В присутствии таких людей, как Брэдли, я сама начинаю чувствовать себя подделкой, и все мои дневники и книги тоже кажутся мне фальшивыми. Когда кто-то восхищается мною, я думаю, что дурачу всех. Начинаю складывать в уме все мои обманы, и меня бьет дрожь. Я должна сказать себе: «Либо я еще более искусная лгунья и актриса, чем Джун, либо я такова на самом деле». Слишком много людей, людей недоверчивых и проницательных, инстинктивно верят мне. Простодушные люди, ненавидящие искусственность, строгие, нравственные люди. Такие, как Брэдли.

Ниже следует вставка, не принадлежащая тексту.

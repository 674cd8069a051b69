// SPDX-License-Identifier: BUSL-1.1
// Copyright (c) 2026 Alfred Jean LLC

//! Newline-delimited line codec shared by the stdio and socket transports.

use serde::de::DeserializeOwned;
use serde::Serialize;
use thiserror::Error;
use tokio::io::{
    AsyncBufRead, AsyncBufReadExt, AsyncRead, AsyncReadExt, AsyncWrite, AsyncWriteExt, BufReader,
};

/// Default upper bound for a single line (1 MiB).
pub const DEFAULT_MAX_LINE_BYTES: usize = 1024 * 1024;

/// Protocol errors
#[derive(Debug, Error)]
pub enum ProtocolError {
    #[error("IO error: {0}")]
    Io(#[from] std::io::Error),

    #[error("JSON error: {0}")]
    Json(#[from] serde_json::Error),

    #[error("line exceeds {limit} bytes")]
    MessageTooLarge { limit: usize },

    #[error("Connection closed")]
    ConnectionClosed,

    #[error("Timeout")]
    Timeout,
}

/// Reads newline-terminated lines with a size bound.
///
/// An oversized line is drained up to its newline and reported as
/// [`ProtocolError::MessageTooLarge`]; the reader stays usable afterwards.
pub struct LineReader<R> {
    inner: BufReader<R>,
    max_bytes: usize,
    buf: Vec<u8>,
}

impl<R: AsyncRead + Unpin> LineReader<R> {
    pub fn new(reader: R) -> Self {
        Self::with_limit(reader, DEFAULT_MAX_LINE_BYTES)
    }

    pub fn with_limit(reader: R, max_bytes: usize) -> Self {
        Self { inner: BufReader::new(reader), max_bytes, buf: Vec::new() }
    }

    /// Next line without its terminator, or `None` at end of stream.
    pub async fn next_line(&mut self) -> Result<Option<String>, ProtocolError> {
        self.buf.clear();
        let limit = self.max_bytes as u64 + 1;
        let read = (&mut self.inner).take(limit).read_until(b'\n', &mut self.buf).await?;
        if read == 0 {
            return Ok(None);
        }

        let terminated = self.buf.last() == Some(&b'\n');
        if terminated {
            self.buf.pop();
            if self.buf.last() == Some(&b'\r') {
                self.buf.pop();
            }
        }
        if self.buf.len() > self.max_bytes {
            if !terminated {
                discard_line(&mut self.inner).await?;
            }
            return Err(ProtocolError::MessageTooLarge { limit: self.max_bytes });
        }

        Ok(Some(String::from_utf8_lossy(&self.buf).into_owned()))
    }
}

async fn discard_line<R: AsyncBufRead + Unpin>(reader: &mut R) -> std::io::Result<()> {
    loop {
        let buf = reader.fill_buf().await?;
        if buf.is_empty() {
            return Ok(());
        }
        if let Some(pos) = buf.iter().position(|b| *b == b'\n') {
            reader.consume(pos + 1);
            return Ok(());
        }
        let len = buf.len();
        reader.consume(len);
    }
}

/// Write one line and flush. A trailing newline is appended.
pub async fn write_line<W: AsyncWrite + Unpin>(
    writer: &mut W,
    line: &str,
) -> Result<(), ProtocolError> {
    let mut bytes = Vec::with_capacity(line.len() + 1);
    bytes.extend_from_slice(line.trim_end_matches('\n').as_bytes());
    bytes.push(b'\n');
    writer.write_all(&bytes).await?;
    writer.flush().await?;
    Ok(())
}

/// Read and decode the next JSON line, or `None` at end of stream.
pub async fn read_json_line<R, T>(reader: &mut LineReader<R>) -> Result<Option<T>, ProtocolError>
where
    R: AsyncRead + Unpin,
    T: DeserializeOwned,
{
    match reader.next_line().await? {
        Some(line) => Ok(Some(serde_json::from_str(&line)?)),
        None => Ok(None),
    }
}

/// Encode a value as one JSON line and flush.
pub async fn write_json_line<W, T>(writer: &mut W, value: &T) -> Result<(), ProtocolError>
where
    W: AsyncWrite + Unpin,
    T: Serialize,
{
    write_line(writer, &serde_json::to_string(value)?).await
}

#[cfg(test)]
#[path = "codec_tests.rs"]
mod tests;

И я вижу, что вопрос о моей искренности, если я буду терзаться им постоянно, может завести меня очень далеко, прямо в больницу для душевнобольных. Мое воображение безнадежно запутало меня. Я теряюсь. Особенно мучительно сознавать, что я, кажется, играю чувствами других. Джун упрекала Генри за то, что в их отношениях он взял себе роль «жертвы». Я часто спрашиваю себя, а не была ли Джун самой искренней из нас, раз ее так легко можно было уличить во лжи.